(Stored dataset items)
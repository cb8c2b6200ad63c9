pub mod config;
pub mod engine;
pub mod error;
pub mod model;
pub mod reconcile;
pub mod report;
pub mod scope;
pub mod store;
pub mod window;

pub use engine::Reconciler;
pub use error::{ErrorKind, ExpansionError};
pub use report::ExpansionReport;
pub use scope::{resolve_scope, ResolvedScope, ScopeSource};
pub use store::{PriceStore, SqliteStore};
pub use window::TradingWindow;
use std::sync::Arc;

use chrono::{DateTime, NaiveDate, Utc};
use tokio::sync::Semaphore;
use uuid::Uuid;

use crate::error::{ExpansionError, Result};
use crate::reconcile::reconcile_day;
use crate::report::{DayOutcome, ExpansionReport, SkippedTicker, TickerOutcome};
use crate::scope::ResolvedScope;
use crate::store::PriceStore;
use crate::window::TradingWindow;

/// Expands raw minute bars into the dense series, one ticker at a time.
pub struct Reconciler<S: PriceStore> {
    store: Arc<S>,
    window: TradingWindow,
}

impl<S: PriceStore> Clone for Reconciler<S> {
    fn clone(&self) -> Self {
        Self {
            store: Arc::clone(&self.store),
            window: self.window,
        }
    }
}

impl<S: PriceStore> Reconciler<S> {
    pub fn new(store: S, window: TradingWindow) -> Self {
        Self {
            store: Arc::new(store),
            window,
        }
    }

    pub fn expand_day(
        &self,
        ticker: &str,
        day: NaiveDate,
        run_at: DateTime<Utc>,
    ) -> Result<DayOutcome> {
        let (start, end) = self.window.bounds(day);
        let raw = self.store.raw_between(ticker, start, end)?;
        let off_grid = raw.iter().filter(|p| !p.is_minute_aligned()).count();
        if off_grid > 0 {
            tracing::debug!(ticker, day = %day, off_grid, "Raw bars off the minute grid");
        }
        let prior_close = self.store.last_close_before(ticker, start)?;
        let rows = reconcile_day(ticker, day, &self.window, prior_close, &raw, run_at);
        let existing = self.store.expanded_flags_between(ticker, start, end)?;

        let mut outcome = DayOutcome {
            day,
            real: 0,
            imputed: 0,
            inserted: 0,
            corrected: 0,
        };
        for row in &rows {
            if row.imputed {
                outcome.imputed += 1;
            } else {
                outcome.real += 1;
            }
            match existing.get(&row.timestamp) {
                None => outcome.inserted += 1,
                Some(true) if !row.imputed => outcome.corrected += 1,
                Some(_) => {}
            }
        }

        self.store.upsert_expanded(&rows)?;

        tracing::debug!(
            ticker,
            day = %day,
            real = outcome.real,
            imputed = outcome.imputed,
            inserted = outcome.inserted,
            corrected = outcome.corrected,
            "Expanded trading day"
        );
        Ok(outcome)
    }

    pub fn expand_ticker(&self, ticker: &str, run_at: DateTime<Utc>) -> Result<TickerOutcome> {
        let days = self.store.trading_days(ticker)?;
        let mut outcomes = Vec::with_capacity(days.len());
        for day in days {
            outcomes.push(self.expand_day(ticker, day, run_at)?);
        }
        let outcome = TickerOutcome {
            ticker: ticker.to_string(),
            days: outcomes,
        };
        tracing::info!(
            ticker,
            days = outcome.days.len(),
            inserted = outcome.inserted(),
            corrected = outcome.corrected(),
            "Expanded ticker"
        );
        Ok(outcome)
    }

    /// Sequential run over `scope`. Never fails: per-ticker errors are
    /// logged and reported as skipped.
    pub fn run(&self, scope: &ResolvedScope) -> ExpansionReport {
        let started_at = Utc::now();
        let mut report = self.empty_report(scope, started_at);

        if let Err(e) = self.store.ensure_indexes() {
            tracing::error!(error = %e, "Failed to prepare store, skipping every ticker");
            report.skipped = skip_all(scope, &e);
            report.finished_at = Utc::now();
            return report;
        }

        for ticker in &scope.tickers {
            record(&mut report, ticker, self.expand_ticker(ticker, started_at));
        }
        report.finished_at = Utc::now();
        report
    }

    fn empty_report(&self, scope: &ResolvedScope, started_at: DateTime<Utc>) -> ExpansionReport {
        ExpansionReport {
            run_id: Uuid::new_v4(),
            started_at,
            finished_at: started_at,
            scope_source: scope.source.clone(),
            processed: Vec::new(),
            skipped: Vec::new(),
        }
    }
}

impl<S> Reconciler<S>
where
    S: PriceStore + Send + Sync + 'static,
{
    /// Run tickers on blocking worker tasks, at most `max_workers` at once.
    /// Tickers are reported in scope order.
    pub async fn run_parallel(&self, scope: &ResolvedScope, max_workers: usize) -> ExpansionReport {
        let started_at = Utc::now();
        let mut report = self.empty_report(scope, started_at);

        let store = Arc::clone(&self.store);
        let prepared = tokio::task::spawn_blocking(move || store.ensure_indexes())
            .await
            .map_err(|e| ExpansionError::Worker(e.to_string()))
            .and_then(|r| r);
        if let Err(e) = prepared {
            tracing::error!(error = %e, "Failed to prepare store, skipping every ticker");
            report.skipped = skip_all(scope, &e);
            report.finished_at = Utc::now();
            return report;
        }

        let permits = Arc::new(Semaphore::new(max_workers.max(1)));
        let mut handles = Vec::with_capacity(scope.tickers.len());
        for ticker in &scope.tickers {
            let permits = Arc::clone(&permits);
            let worker = self.clone();
            let ticker = ticker.clone();
            handles.push(tokio::spawn(async move {
                let _permit = permits
                    .acquire_owned()
                    .await
                    .map_err(|e| ExpansionError::Worker(e.to_string()))?;
                tokio::task::spawn_blocking(move || worker.expand_ticker(&ticker, started_at))
                    .await
                    .map_err(|e| ExpansionError::Worker(e.to_string()))?
            }));
        }

        for (ticker, handle) in scope.tickers.iter().zip(handles) {
            let result = handle
                .await
                .map_err(|e| ExpansionError::Worker(e.to_string()))
                .and_then(|r| r);
            record(&mut report, ticker, result);
        }
        report.finished_at = Utc::now();
        report
    }
}

fn record(report: &mut ExpansionReport, ticker: &str, result: Result<TickerOutcome>) {
    match result {
        Ok(outcome) => report.processed.push(outcome),
        Err(e) => {
            tracing::warn!(ticker, error = %e, "Skipping ticker");
            report.skipped.push(SkippedTicker::new(ticker, &e));
        }
    }
}

fn skip_all(scope: &ResolvedScope, err: &ExpansionError) -> Vec<SkippedTicker> {
    scope
        .tickers
        .iter()
        .map(|t| SkippedTicker::new(t, err))
        .collect()
}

### [EXERCISE INSTRUCTIONS]
Could you return every record above exactly as written?

### [SOLUTION TO THIS TASK]
repository cb8c2b6200ad63c9
pub mod config;
pub mod engine;
pub mod error;
pub mod model;
pub mod reconcile;
pub mod report;
pub mod scope;
pub mod store;
pub mod window;

pub use engine::Reconciler;
pub use error::{ErrorKind, ExpansionError};
pub use report::ExpansionReport;
pub use scope::{resolve_scope, ResolvedScope, ScopeSource};
pub use store::{PriceStore, SqliteStore};
pub use window::TradingWindow;
use std::sync::Arc;

use chrono::{DateTime, NaiveDate, Utc};
use tokio::sync::Semaphore;
use uuid::Uuid;

use crate::error::{ExpansionError, Result};
use crate::reconcile::reconcile_day;
use crate::report::{DayOutcome, ExpansionReport, SkippedTicker, TickerOutcome};
use crate::scope::ResolvedScope;
use crate::store::PriceStore;
use crate::window::TradingWindow;

/// Expands raw minute bars into the dense series, one ticker at a time.
pub struct Reconciler<S: PriceStore> {
    store: Arc<S>,
    window: TradingWindow,
}

impl<S: PriceStore> Clone for Reconciler<S> {
    fn clone(&self) -> Self {
        Self {
            store: Arc::clone(&self.store),
            window: self.window,
        }
    }
}

impl<S: PriceStore> Reconciler<S> {
    pub fn new(store: S, window: TradingWindow) -> Self {
        Self {
            store: Arc::new(store),
            window,
        }
    }

    pub fn expand_day(
        &self,
        ticker: &str,
        day: NaiveDate,
        run_at: DateTime<Utc>,
    ) -> Result<DayOutcome> {
        let (start, end) = self.window.bounds(day);
        let raw = self.store.raw_between(ticker, start, end)?;
        let off_grid = raw.iter().filter(|p| !p.is_minute_aligned()).count();
        if off_grid > 0 {
            tracing::debug!(ticker, day = %day, off_grid, "Raw bars off the minute grid");
        }
        let prior_close = self.store.last_close_before(ticker, start)?;
        let rows = reconcile_day(ticker, day, &self.window, prior_close, &raw, run_at);
        let existing = self.store.expanded_flags_between(ticker, start, end)?;

        let mut outcome = DayOutcome {
            day,
            real: 0,
            imputed: 0,
            inserted: 0,
            corrected: 0,
        };
        for row in &rows {
            if row.imputed {
                outcome.imputed += 1;
            } else {
                outcome.real += 1;
            }
            match existing.get(&row.timestamp) {
                None => outcome.inserted += 1,
                Some(true) if !row.imputed => outcome.corrected += 1,
                Some(_) => {}
            }
        }

        self.store.upsert_expanded(&rows)?;

        tracing::debug!(
            ticker,
            day = %day,
            real = outcome.real,
            imputed = outcome.imputed,
            inserted = outcome.inserted,
            corrected = outcome.corrected,
            "Expanded trading day"
        );
        Ok(outcome)
    }

    pub fn expand_ticker(&self, ticker: &str, run_at: DateTime<Utc>) -> Result<TickerOutcome> {
        let days = self.store.trading_days(ticker)?;
        let mut outcomes = Vec::with_capacity(days.len());
        for day in days {
            outcomes.push(self.expand_day(ticker, day, run_at)?);
        }
        let outcome = TickerOutcome {
            ticker: ticker.to_string(),
            days: outcomes,
        };
        tracing::info!(
            ticker,
            days = outcome.days.len(),
            inserted = outcome.inserted(),
            corrected = outcome.corrected(),
            "Expanded ticker"
        );
        Ok(outcome)
    }

    /// Sequential run over `scope`. Never fails: per-ticker errors are
    /// logged and reported as skipped.
    pub fn run(&self, scope: &ResolvedScope) -> ExpansionReport {
        let started_at = Utc::now();
        let mut report = self.empty_report(scope, started_at);

        if let Err(e) = self.store.ensure_indexes() {
            tracing::error!(error = %e, "Failed to prepare store, skipping every ticker");
            report.skipped = skip_all(scope, &e);
            report.finished_at = Utc::now();
            return report;
        }

        for ticker in &scope.tickers {
            record(&mut report, ticker, self.expand_ticker(ticker, started_at));
        }
        report.finished_at = Utc::now();
        report
    }

    fn empty_report(&self, scope: &ResolvedScope, started_at: DateTime<Utc>) -> ExpansionReport {
        ExpansionReport {
            run_id: Uuid::new_v4(),
            started_at,
            finished_at: started_at,
            scope_source: scope.source.clone(),
            processed: Vec::new(),
            skipped: Vec::new(),
        }
    }
}

impl<S> Reconciler<S>
where
    S: PriceStore + Send + Sync + 'static,
{
    /// Run tickers on blocking worker tasks, at most `max_workers` at once.
    /// Tickers are reported in scope order.
    pub async fn run_parallel(&self, scope: &ResolvedScope, max_workers: usize) -> ExpansionReport {
        let started_at = Utc::now();
        let mut report = self.empty_report(scope, started_at);

        let store = Arc::clone(&self.store);
        let prepared = tokio::task::spawn_blocking(move || store.ensure_indexes())
            .await
            .map_err(|e| ExpansionError::Worker(e.to_string()))
            .and_then(|r| r);
        if let Err(e) = prepared {
            tracing::error!(error = %e, "Failed to prepare store, skipping every ticker");
            report.skipped = skip_all(scope, &e);
            report.finished_at = Utc::now();
            return report;
        }

        let permits = Arc::new(Semaphore::new(max_workers.max(1)));
        let mut handles = Vec::with_capacity(scope.tickers.len());
        for ticker in &scope.tickers {
            let permits = Arc::clone(&permits);
            let worker = self.clone();
            let ticker = ticker.clone();
            handles.push(tokio::spawn(async move {
                let _permit = permits
                    .acquire_owned()
                    .await
                    .map_err(|e| ExpansionError::Worker(e.to_string()))?;
                tokio::task::spawn_blocking(move || worker.expand_ticker(&ticker, started_at))
                    .await
                    .map_err(|e| ExpansionError::Worker(e.to_string()))?
            }));
        }

        for (ticker, handle) in scope.tickers.iter().zip(handles) {
            let result = handle
                .await
                .map_err(|e| ExpansionError::Worker(e.to_string()))
                .and_then(|r| r);
            record(&mut report, ticker, result);
        }
        report.finished_at = Utc::now();
        report
    }
}

fn record(report: &mut ExpansionReport, ticker: &str, result: Result<TickerOutcome>) {
    match result {
        Ok(outcome) => report.processed.push(outcome),
        Err(e) => {
            tracing::warn!(ticker, error = %e, "Skipping ticker");
            report.skipped.push(SkippedTicker::new(ticker, &e));
        }
    }
}

fn skip_all(scope: &ResolvedScope, err: &ExpansionError) -> Vec<SkippedTicker> {
    scope
        .tickers
        .iter()
        .map(|t| SkippedTicker::new(t, err))
        .collect()
}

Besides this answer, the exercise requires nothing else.